Labsus rende omaggio a uno dei fari della partecipazione e della deliberazione come metodi per prendere decisioni che riguardano la collettività. Luigi Bobbio si è spento lo scorso ottobre ma ricca è l’eredità che ci lascia, a partire da un libro fresco di stampa edito da Mondadori su “Le politiche pubbliche. Problemi, soluzioni, incertezze, conflitti”, scritto insieme a Gianfranco Pomatto e Stefania Ravazzi, due suoi strettissimi collaboratori che abbiamo avuto l’onore di intervistare.
Qual è il vostro primo ricordo di Luigi Bobbio?
G.P. In uno degli ultimi esami dell’università c’era un suo libro opzionale che mi aveva proprio appassionato, sui conflitti nelle grandi opere e come affrontarli in modo più consensuale. In copertina c’era il profilo di lui come curatore e si parlava di un suo master sulle politiche pubbliche. Neolaureato decisi quindi di iscrivermi e lì lo conobbi: il migliore docente che avessi mai incontrato, era molto interattivo e sapeva appassionare. E durante quell’anno ho orientato la mia vita futura.

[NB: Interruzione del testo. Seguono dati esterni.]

//! Slide and shape transitions.
//!
//! A transition owns its GPU resources through a [`GpuPipeline`] and renders one frame per call
//! to [`Transition::render`] for a progress `t` in `[0, 1]`. Two shapes exist: [`Transition2d`]
//! draws one full-screen quad through an effect-specific fragment shader (masked wipes, fades,
//! push and cover), and [`SimpleTransition`] draws textured 3-D primitives moved by
//! time-parameterised operations.
//!
//! [`create_transition`] maps declared effect parameters onto one of them and never fails for an
//! unknown effect.

use std::fmt;
use std::time::Duration;

use crate::foundation::core::{FrameRGBA, Rgba8Premul};
use crate::foundation::error::SlideFxResult;
use crate::gpu::context::RenderContext;

pub mod clipping;
pub mod factory;
pub mod fade;
pub mod masks;
pub mod pipeline;
pub mod push;
pub mod scenes3d;
pub mod simple3d;
pub mod transition2d;

pub use factory::{TransitionKind, create_transition, resolve};
pub use pipeline::GpuPipeline;
pub use simple3d::SimpleTransition;
pub use transition2d::Transition2d;

/// Default length of a transition when none is declared.
pub const DEFAULT_ANIMATION_TIME: Duration = Duration::from_millis(2000);

/// Invoked once when a transition completes.
pub type CompletionCallback = Box<dyn FnOnce()>;

/// Render-time inputs of one transition instance.
pub struct TransitionParameters {
    /// Context the transition renders into.
    pub context: RenderContext,
    /// Outgoing slide or shape. Shape transitions may have none.
    pub leaving: Option<FrameRGBA>,
    /// Incoming slide or shape.
    pub entering: FrameRGBA,
    /// Wall-clock length used by [`TransitionPlayer`].
    pub animation_time: Duration,
    /// Colour for fade-through-colour effects.
    pub fade_color: Rgba8Premul,
    /// Opacity applied to the entering shape.
    pub alpha: f32,
    /// `true` for slide transitions, `false` for shape animations.
    pub is_slide: bool,
    /// Fired exactly once on completion.
    pub on_complete: Option<CompletionCallback>,
}

impl TransitionParameters {
    /// Parameters for a slide-to-slide transition.
    pub fn slide(context: RenderContext, leaving: FrameRGBA, entering: FrameRGBA) -> Self {
        Self {
            context,
            leaving: Some(leaving),
            entering,
            animation_time: DEFAULT_ANIMATION_TIME,
            fade_color: Rgba8Premul::black(),
            alpha: 1.0,
            is_slide: true,
            on_complete: None,
        }
    }

    /// Parameters for a shape transition.
    pub fn shape(
        context: RenderContext,
        leaving: Option<FrameRGBA>,
        entering: FrameRGBA,
        alpha: f32,
    ) -> Self {
        Self {
            context,
            leaving,
            entering,
            animation_time: DEFAULT_ANIMATION_TIME,
            fade_color: Rgba8Premul::black(),
            alpha: alpha.clamp(0.0, 1.0),
            is_slide: false,
            on_complete: None,
        }
    }

    pub fn with_animation_time(mut self, animation_time: Duration) -> Self {
        self.animation_time = animation_time;
        self
    }

    pub fn with_fade_color(mut self, fade_color: Rgba8Premul) -> Self {
        self.fade_color = fade_color;
        self
    }

    pub fn on_complete(mut self, callback: impl FnOnce() + 'static) -> Self {
        self.on_complete = Some(Box::new(callback));
        self
    }
}

impl fmt::Debug for TransitionParameters {
    fn fmt(&self, f: &mut fmt::Formatter<'_>) -> fmt::Result {
        f.debug_struct("TransitionParameters")
            .field("has_leaving", &self.leaving.is_some())
            .field("animation_time", &self.animation_time)
            .field("fade_color", &self.fade_color)
            .field("alpha", &self.alpha)
            .field("is_slide", &self.is_slide)
            .finish_non_exhaustive()
    }
}

/// One in-flight visual effect.
pub trait Transition: fmt::Debug {
    /// Effect name for logs.
    fn name(&self) -> &'static str;

    /// Context the transition renders into.
    fn context(&self) -> &RenderContext;

    /// Declared wall-clock length.
    fn animation_time(&self) -> Duration;

    /// Allocate programs, buffers and textures. Called implicitly by the first `render`.
    fn prepare(&mut self) -> SlideFxResult<()>;

    /// Render the frame for progress `t`, clamped to `[0, 1]`. Completes at `t = 1`.
    fn render(&mut self, t: f64);

    /// Render the final frame if needed and complete.
    fn end(&mut self);

    /// Release GPU resources. Idempotent; later calls to `render` do nothing.
    fn dispose(&mut self);

    /// Ask the host for another frame on behalf of this transition.
    fn request_frame(&mut self);

    /// Whether the completion callback has fired.
    fn is_complete(&self) -> bool;
}

/// Clamp a progress value into `[0, 1]`, mapping NaN to 0.
pub(crate) fn clamp_progress(t: f64) -> f64 {
    if t.is_nan() { 0.0 } else { t.clamp(0.0, 1.0) }
}

/// Completion callback slot that fires at most once.
pub(crate) struct Completion {
    callback: Option<CompletionCallback>,
    fired: bool,
}

impl Completion {
    pub(crate) fn new(callback: Option<CompletionCallback>) -> Self {
        Self {
            callback,
            fired: false,
        }
    }

    pub(crate) fn is_fired(&self) -> bool {
        self.fired
    }

    pub(crate) fn fire(&mut self, name: &str) {
        if self.fired {
            return;
        }
        self.fired = true;
        tracing::debug!(transition = name, "transition complete");
        if let Some(cb) = self.callback.take() {
            cb();
        }
    }
}

impl fmt::Debug for Completion {
    fn fmt(&self, f: &mut fmt::Formatter<'_>) -> fmt::Result {
        f.debug_struct("Completion")
            .field("has_callback", &self.callback.is_some())
            .field("fired", &self.fired)
            .finish()
    }
}

/// Drives a transition from the host's frame callbacks without an activity.
///
/// Progress is the elapsed wall-clock time over the animation time, never decreasing. Each
/// frame before the end requests the next one; the last frame renders `t = 1` and stops.
#[derive(Debug)]
pub struct TransitionPlayer {
    transition: Box<dyn Transition>,
    started_at: Option<Duration>,
    progress: f64,
    finished: bool,
}

impl TransitionPlayer {
    pub fn new(transition: Box<dyn Transition>) -> Self {
        Self {
            transition,
            started_at: None,
            progress: 0.0,
            finished: false,
        }
    }

    /// Prepare, draw the first frame and request the next one.
    pub fn start(&mut self, now: Duration) -> SlideFxResult<()> {
        self.transition.prepare()?;
        self.started_at = Some(now);
        self.progress = 0.0;
        self.finished = false;
        self.transition.render(0.0);
        self.transition.request_frame();
        Ok(())
    }

    /// Handle one frame callback. Returns `true` while more frames are wanted.
    pub fn on_frame(&mut self, now: Duration) -> bool {
        let Some(start) = self.started_at else {
            return false;
        };
        if self.finished {
            return false;
        }
        if self.transition.context().is_disposed() {
            tracing::debug!(
                transition = self.transition.name(),
                "context disposed, stopping"
            );
            self.finished = true;
            return false;
        }

        let total = self.transition.animation_time();
        let elapsed = now.saturating_sub(start);
        let t = if total.is_zero() {
            1.0
        } else {
            clamp_progress(elapsed.as_secs_f64() / total.as_secs_f64())
        };
        self.progress = self.progress.max(t);
        self.transition.render(self.progress);

        if self.progress >= 1.0 {
            self.finished = true;
            false
        } else {
            self.transition.request_frame();
            true
        }
    }

    /// Stop early and release the transition's resources. No completion is signalled.
    pub fn stop(&mut self) {
        self.finished = true;
        self.transition.dispose();
    }

    pub fn progress(&self) -> f64 {
        self.progress
    }

    pub fn is_finished(&self) -> bool {
        self.finished
    }

    pub fn transition(&self) -> &dyn Transition {
        self.transition.as_ref()
    }
}

#[cfg(test)]
#[path = "../../tests/unit/transitions/player.rs"]
mod tests;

S.R. Io invece l’ho conosciuto come docente al primo anno di dottorato e lui aveva fatto alcune lezioni sulle politiche pubbliche: tutto nuovo per me. Ma il ricordo iniziale che mi è rimasto più impresso, il primo momento di sintonia reciproca fortissima, risale a una presentazione: è stato lì che ci siamo apprezzati reciprocamente per un aspetto del nostro carattere che era quello di rendere le cose semplici.
Cosa vi ha insegnato come studioso, a proposito della democrazia? Quali occhiali per guardare e interpretare la realtà vi ha insegnato a mettervi?
G.P. Innanzitutto ad essere curioso e aperto alle sperimentazioni, anche in tema di democrazia. Io devo dire che, se torno indietro di 15 anni, ero piuttosto diffidente sulla partecipazione dei cittadini comuni. Da Luigi ho imparato che si possono trovare modalità per allargare la partecipazione e allargarla veramente fino al cittadino comune senza perdersi nel populismo o in derive egoistiche oppure in prese di posizione che non hanno relazione con la realtà dei fatti. I suoi occhiali sono quelli di uno studioso attento a sperimentare e a lasciarsi stupire.
S.R. Aggiungerei una cosa che mi pare abbia detto anche lui pubblicamente varie volte e che mi colpiva sempre: sono sempre le piccole cose che sono rilevanti. Luigi Bobbio era molto interessato ai piccoli meccanismi e ai piccoli passi che potevano aiutare processi in corso d’opera. L’insegnamento è l’attenzione ai particolari e al dettaglio, a quelle cose che da un punto di vista esterno possono sembrare marginali ma in realtà in fondo fanno un po’ la differenza.
Qual era il suo concetto di partecipazione?
S.R. Luigi mescolava due aspetti che mi lasciavano sempre in dubbio: non aveva assolutamente una concezione militante della partecipazione (non era lo studioso che lotta per una causa o perché ci sia più partecipazione) e tuttavia era estremamente ottimista. Era qualcosa in cui credeva ma da cui cercava di mantenere il dovuto distacco, mescolando questi due aspetti.
G.P. Il suo fuoco era sulla formulazione delle decisioni, più che sulla decisione in sé. Spesso diceva che ciò che ci manca sono buone idee. Questo è ciò che ci manca di più, anche se è vero che mancano le risorse e abbiamo problemi economici e dei tagli, ma più di ogni altra cosa siamo spesso incapaci di formulare nuove idee per risolvere i problemi che ci affliggono. Il fatto è che ciascuno ha sempre una visione molto parziale della realtà. Quindi se si allarga la partecipazione – a persone però molto diverse – avremo tante visioni parziali ma se riescono ad interagire contribuiscono a costruire qualcosa di più completo.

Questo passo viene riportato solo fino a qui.